(Stored data entries)
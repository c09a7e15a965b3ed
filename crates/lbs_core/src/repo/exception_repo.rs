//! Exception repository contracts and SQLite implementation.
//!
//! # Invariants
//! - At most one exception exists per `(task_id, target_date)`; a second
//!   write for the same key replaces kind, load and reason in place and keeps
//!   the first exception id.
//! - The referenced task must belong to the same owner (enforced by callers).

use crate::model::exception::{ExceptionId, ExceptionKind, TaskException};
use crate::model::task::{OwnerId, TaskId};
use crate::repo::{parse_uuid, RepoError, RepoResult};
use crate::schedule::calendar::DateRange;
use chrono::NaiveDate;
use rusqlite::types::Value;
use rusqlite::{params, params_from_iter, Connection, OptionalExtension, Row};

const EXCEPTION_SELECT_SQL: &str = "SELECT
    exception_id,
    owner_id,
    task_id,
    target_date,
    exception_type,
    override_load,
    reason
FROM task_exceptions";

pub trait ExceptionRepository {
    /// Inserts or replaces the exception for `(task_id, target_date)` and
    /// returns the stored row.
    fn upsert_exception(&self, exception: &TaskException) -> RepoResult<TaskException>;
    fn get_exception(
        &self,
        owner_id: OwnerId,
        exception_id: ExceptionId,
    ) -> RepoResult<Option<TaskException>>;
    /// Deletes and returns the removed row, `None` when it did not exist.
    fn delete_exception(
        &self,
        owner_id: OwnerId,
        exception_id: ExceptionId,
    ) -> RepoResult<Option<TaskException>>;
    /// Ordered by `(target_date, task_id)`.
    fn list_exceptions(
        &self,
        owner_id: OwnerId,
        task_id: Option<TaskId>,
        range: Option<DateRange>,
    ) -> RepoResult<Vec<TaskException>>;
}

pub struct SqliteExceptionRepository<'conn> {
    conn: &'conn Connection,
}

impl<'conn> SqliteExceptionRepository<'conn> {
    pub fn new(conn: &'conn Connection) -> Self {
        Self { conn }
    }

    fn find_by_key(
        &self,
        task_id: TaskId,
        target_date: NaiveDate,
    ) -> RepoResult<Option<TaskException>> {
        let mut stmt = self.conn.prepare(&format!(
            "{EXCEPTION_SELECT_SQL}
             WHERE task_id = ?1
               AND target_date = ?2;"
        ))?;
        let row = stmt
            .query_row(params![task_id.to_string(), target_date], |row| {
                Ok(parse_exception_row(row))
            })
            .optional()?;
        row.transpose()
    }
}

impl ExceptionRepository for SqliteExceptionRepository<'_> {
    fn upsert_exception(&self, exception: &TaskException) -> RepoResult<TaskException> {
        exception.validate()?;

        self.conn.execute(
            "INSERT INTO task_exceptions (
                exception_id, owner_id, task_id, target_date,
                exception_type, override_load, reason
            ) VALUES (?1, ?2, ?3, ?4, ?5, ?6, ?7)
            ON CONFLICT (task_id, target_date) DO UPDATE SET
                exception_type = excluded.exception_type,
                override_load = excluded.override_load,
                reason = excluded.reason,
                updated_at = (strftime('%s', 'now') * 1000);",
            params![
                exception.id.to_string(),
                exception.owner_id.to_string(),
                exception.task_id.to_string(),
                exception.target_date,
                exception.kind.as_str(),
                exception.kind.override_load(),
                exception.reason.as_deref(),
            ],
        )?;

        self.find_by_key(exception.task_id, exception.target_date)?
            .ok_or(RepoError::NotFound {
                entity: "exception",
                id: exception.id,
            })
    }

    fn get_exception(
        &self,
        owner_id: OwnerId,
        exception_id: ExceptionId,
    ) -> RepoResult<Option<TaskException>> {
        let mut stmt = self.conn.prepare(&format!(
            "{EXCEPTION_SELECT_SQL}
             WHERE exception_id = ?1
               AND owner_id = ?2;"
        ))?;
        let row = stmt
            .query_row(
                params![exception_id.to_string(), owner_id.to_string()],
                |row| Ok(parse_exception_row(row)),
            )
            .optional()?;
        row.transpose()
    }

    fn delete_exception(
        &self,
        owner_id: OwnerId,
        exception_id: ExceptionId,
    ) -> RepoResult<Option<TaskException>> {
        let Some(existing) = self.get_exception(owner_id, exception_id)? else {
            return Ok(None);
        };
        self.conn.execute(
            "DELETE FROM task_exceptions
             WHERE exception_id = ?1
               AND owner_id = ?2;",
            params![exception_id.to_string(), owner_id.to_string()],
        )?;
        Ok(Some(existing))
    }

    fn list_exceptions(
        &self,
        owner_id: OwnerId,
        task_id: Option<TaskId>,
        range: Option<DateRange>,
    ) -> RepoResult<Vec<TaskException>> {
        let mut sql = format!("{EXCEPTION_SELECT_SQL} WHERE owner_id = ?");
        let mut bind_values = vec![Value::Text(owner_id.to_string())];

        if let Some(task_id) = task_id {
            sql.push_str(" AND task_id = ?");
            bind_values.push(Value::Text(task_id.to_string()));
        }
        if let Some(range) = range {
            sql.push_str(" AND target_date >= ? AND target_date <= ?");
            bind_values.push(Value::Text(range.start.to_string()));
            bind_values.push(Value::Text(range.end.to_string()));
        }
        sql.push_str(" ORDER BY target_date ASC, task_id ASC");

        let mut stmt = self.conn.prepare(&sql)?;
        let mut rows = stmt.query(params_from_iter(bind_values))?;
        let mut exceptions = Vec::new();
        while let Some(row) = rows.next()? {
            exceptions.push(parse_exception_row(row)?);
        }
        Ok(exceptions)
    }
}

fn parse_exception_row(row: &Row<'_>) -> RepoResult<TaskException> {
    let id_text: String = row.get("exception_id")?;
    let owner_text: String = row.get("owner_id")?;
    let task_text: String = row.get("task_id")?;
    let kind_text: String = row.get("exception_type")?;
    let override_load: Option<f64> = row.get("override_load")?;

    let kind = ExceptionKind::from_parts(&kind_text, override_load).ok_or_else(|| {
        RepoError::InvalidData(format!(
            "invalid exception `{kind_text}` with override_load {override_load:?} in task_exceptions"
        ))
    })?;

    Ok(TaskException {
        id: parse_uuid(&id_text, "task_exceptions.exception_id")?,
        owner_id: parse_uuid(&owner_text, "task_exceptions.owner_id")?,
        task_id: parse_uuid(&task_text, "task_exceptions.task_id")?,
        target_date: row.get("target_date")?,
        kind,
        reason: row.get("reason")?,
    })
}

● WORK REQUIRED
Where the word "reason" appears in a line of the entries, copy that line.

● REPLY TO THE TASK
//!   write for the same key replaces kind, load and reason in place and keeps
    reason
                exception_type, override_load, reason
                reason = excluded.reason,
                exception.reason.as_deref(),
        reason: row.get("reason")?,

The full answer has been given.